Stored items
——

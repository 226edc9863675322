//! HTTP request bodies
//!
//! A request carries at most one body. The multipart variant is assembled by
//! hand so its exact length is known before any byte of the file is read.

use crate::error::Result;
use crate::utils::FileUtils;
use bytes::Bytes;
use futures_util::future;
use futures_util::stream::{self, StreamExt};
use std::path::{Path, PathBuf};
use tokio::io::AsyncReadExt;
use tokio_util::io::ReaderStream;
use url::form_urlencoded;
use uuid::Uuid;

/// Content type of URL-encoded form bodies
pub const FORM_URLENCODED: &str = "application/x-www-form-urlencoded";

/// The body attached to a request
#[derive(Debug, Clone, Default, PartialEq, Eq)]
pub enum RequestBody {
    #[default]
    Empty,
    Raw(Bytes),
    Form(String),
    File(FileUpload),
}

impl RequestBody {
    /// URL-encode `pairs` in iteration order
    pub fn form<I, K, V>(pairs: I) -> Self
    where
        I: IntoIterator<Item = (K, V)>,
        K: AsRef<str>,
        V: AsRef<str>,
    {
        let mut serializer = form_urlencoded::Serializer::new(String::new());
        for (key, value) in pairs {
            serializer.append_pair(key.as_ref(), value.as_ref());
        }
        RequestBody::Form(serializer.finish())
    }

    /// Content type implied by the body, if any
    pub fn content_type(&self) -> Option<String> {
        match self {
            RequestBody::Empty | RequestBody::Raw(_) => None,
            RequestBody::Form(_) => Some(FORM_URLENCODED.to_string()),
            RequestBody::File(upload) => Some(upload.content_type()),
        }
    }

    /// Exact number of bytes the body puts on the wire
    pub fn content_length(&self) -> u64 {
        match self {
            RequestBody::Empty => 0,
            RequestBody::Raw(data) => data.len() as u64,
            RequestBody::Form(encoded) => encoded.len() as u64,
            RequestBody::File(upload) => upload.content_length(),
        }
    }

    pub(crate) async fn to_reqwest(&self) -> Result<Option<reqwest::Body>> {
        let body = match self {
            RequestBody::Empty => None,
            RequestBody::Raw(data) => Some(reqwest::Body::from(data.clone())),
            RequestBody::Form(encoded) => Some(reqwest::Body::from(encoded.clone())),
            RequestBody::File(upload) => Some(upload.stream().await?),
        };
        Ok(body)
    }
}

/// A single-file `multipart/form-data` body
#[derive(Debug, Clone, PartialEq, Eq)]
pub struct FileUpload {
    path: PathBuf,
    field_name: String,
    file_name: String,
    boundary: String,
    file_len: u64,
}

impl FileUpload {
    /// Check that `path` is a readable file and record its size.
    ///
    /// The declared filename is the last component of `path`.
    pub fn open(path: impl AsRef<Path>, field_name: &str) -> Result<Self> {
        let path = path.as_ref();
        FileUtils::check_file_readable(path)?;
        let file_len = std::fs::metadata(path)?.len();
        let file_name = path
            .file_name()
            .map(|name| name.to_string_lossy().into_owned())
            .unwrap_or_else(|| path.to_string_lossy().into_owned());

        Ok(Self {
            path: path.to_path_buf(),
            field_name: field_name.to_string(),
            file_name,
            boundary: generate_boundary(),
            file_len,
        })
    }

    pub fn path(&self) -> &Path {
        &self.path
    }

    pub fn field_name(&self) -> &str {
        &self.field_name
    }

    pub fn file_name(&self) -> &str {
        &self.file_name
    }

    pub fn boundary(&self) -> &str {
        &self.boundary
    }

    /// Size of the file when it was attached
    pub fn file_len(&self) -> u64 {
        self.file_len
    }

    /// Part header written before the file bytes
    pub fn preamble(&self) -> String {
        format!(
            "--{}\r\nContent-Disposition: form-data; name=\"{}\"; filename=\"{}\"\r\nContent-Type: application/octet-stream\r\n\r\n",
            self.boundary,
            escape_quotes(&self.field_name),
            escape_quotes(&self.file_name)
        )
    }

    /// Closing boundary written after the file bytes
    pub fn closing(&self) -> String {
        format!("\r\n--{}--\r\n", self.boundary)
    }

    pub fn content_type(&self) -> String {
        format!("multipart/form-data; boundary={}", self.boundary)
    }

    pub fn content_length(&self) -> u64 {
        self.preamble().len() as u64 + self.file_len + self.closing().len() as u64
    }

    /// Stream preamble, file and closing boundary without buffering the file.
    ///
    /// The file is read up to the size recorded at attach time so the body
    /// never outgrows the declared `Content-Length`.
    async fn stream(&self) -> Result<reqwest::Body> {
        let file = tokio::fs::File::open(&self.path).await?;
        let head = stream::once(future::ready(Ok::<Bytes, std::io::Error>(Bytes::from(
            self.preamble(),
        ))));
        let tail = stream::once(future::ready(Ok::<Bytes, std::io::Error>(Bytes::from(
            self.closing(),
        ))));
        let contents = ReaderStream::new(file.take(self.file_len));
        Ok(reqwest::Body::wrap_stream(head.chain(contents).chain(tail)))
    }
}

fn generate_boundary() -> String {
    format!("{}{}", Uuid::new_v4().simple(), Uuid::new_v4().simple())
}

fn escape_quotes(input: &str) -> String {
    input.replace('\\', "\\\\").replace('"', "\\\"")
}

——

**Problem:** Filter the records above for lines with "ready".

**Solved problem:**
        let head = stream::once(future::ready(Ok::<Bytes, std::io::Error>(Bytes::from(
        let tail = stream::once(future::ready(Ok::<Bytes, std::io::Error>(Bytes::from(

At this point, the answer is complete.